PROVIDED RECORDS Start Marker

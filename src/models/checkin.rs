use chrono::{DateTime, NaiveDate, Utc};
use serde::{Deserialize, Serialize};
use utoipa::ToSchema;

/// 记录签到请求（消息接入层转发消息元数据）
#[derive(Debug, Clone, Deserialize, Serialize, ToSchema)]
pub struct RecordCheckinRequest {
    pub chat_id: i64,
    pub user_id: i64,
    pub message_id: i64,
    /// 消息时间（UTC），签到落在该时刻对应的北京自然日
    pub message_time: DateTime<Utc>,
}

#[derive(Debug, Clone, Deserialize, Serialize, ToSchema)]
pub struct CheckinStatusQuery {
    pub chat_id: i64,
    pub user_id: i64,
}

/// 用户签到状态响应
#[derive(Debug, Clone, Serialize, ToSchema)]
pub struct CheckinStatusResponse {
    /// 今天是否已签到
    pub today_checked: bool,
    /// 本周已签到天数
    pub week_checkin_count: i64,
    /// 查询所用的北京自然日
    pub checkin_date: NaiveDate,
}
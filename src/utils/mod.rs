pub mod time_utils;
pub mod weighted_draw;

pub use weighted_draw::{RandomSource, SeededSource, ThreadRngSource};
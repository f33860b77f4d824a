use chrono::{DateTime, Utc};
use sea_orm::entity::prelude::*;
use serde::{Deserialize, Serialize};

/// 轮次参与记录实体
/// 说明:
/// - 每轮每用户一条；weight = 签到天数 ×（全勤则乘系数）
/// - weight=0 的用户仅作记录，不进入抽取池
#[derive(Clone, Debug, PartialEq, DeriveEntityModel, Eq, Serialize, Deserialize)]
#[sea_orm(table_name = "lottery_round_entries")]
pub struct Model {
    #[sea_orm(primary_key)]
    pub id: i64,
    /// 所属轮次 (lottery_rounds.id)
    pub round_id: i64,
    pub chat_id: i64,
    pub user_id: i64,
    /// 周期内签到天数
    pub checkin_days: i32,
    /// 抽奖权重
    pub weight: i64,
    /// 是否全勤
    pub is_full_attendance: bool,
    pub created_at: Option<DateTime<Utc>>,
}

#[derive(Copy, Clone, Debug, EnumIter, DeriveRelation)]
pub enum Relation {
    #[sea_orm(
        belongs_to = "crate::entities::lottery_rounds::Entity",
        from = "Column::RoundId",
        to = "crate::entities::lottery_rounds::Column::Id",
        on_update = "NoAction",
        on_delete = "NoAction"
    )]
    Round,
}

impl ActiveModelBehavior for ActiveModel {}
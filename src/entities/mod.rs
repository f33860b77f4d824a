pub mod daily_checkins;
pub mod lottery_round_entries;
pub mod lottery_rounds;
pub mod lottery_settings;
pub mod lottery_winners;
pub mod prize_items;
pub mod prize_sets;

pub use daily_checkins as daily_checkin_entity;
pub use lottery_round_entries as lottery_round_entry_entity;
pub use lottery_rounds as lottery_round_entity;
pub use lottery_settings as lottery_settings_entity;
pub use lottery_winners as lottery_winner_entity;
pub use prize_items as prize_item_entity;
pub use prize_sets as prize_set_entity;

pub use lottery_rounds::{RoundStatus, RoundType};
pub use prize_sets::PrizeSetType;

PROVIDED RECORDS End Marker

(EXERCISE INSTRUCTIONS): Although the records may continue, retype only the lines from the first one through the one containing "pub struct RecordCheckinRequest", exactly as they appear.

(SOLUTION TO THIS EXERCISE):
filename src/models/checkin.rs
use chrono::{DateTime, NaiveDate, Utc};
use serde::{Deserialize, Serialize};
use utoipa::ToSchema;

/// 记录签到请求（消息接入层转发消息元数据）
#[derive(Debug, Clone, Deserialize, Serialize, ToSchema)]
pub struct RecordCheckinRequest {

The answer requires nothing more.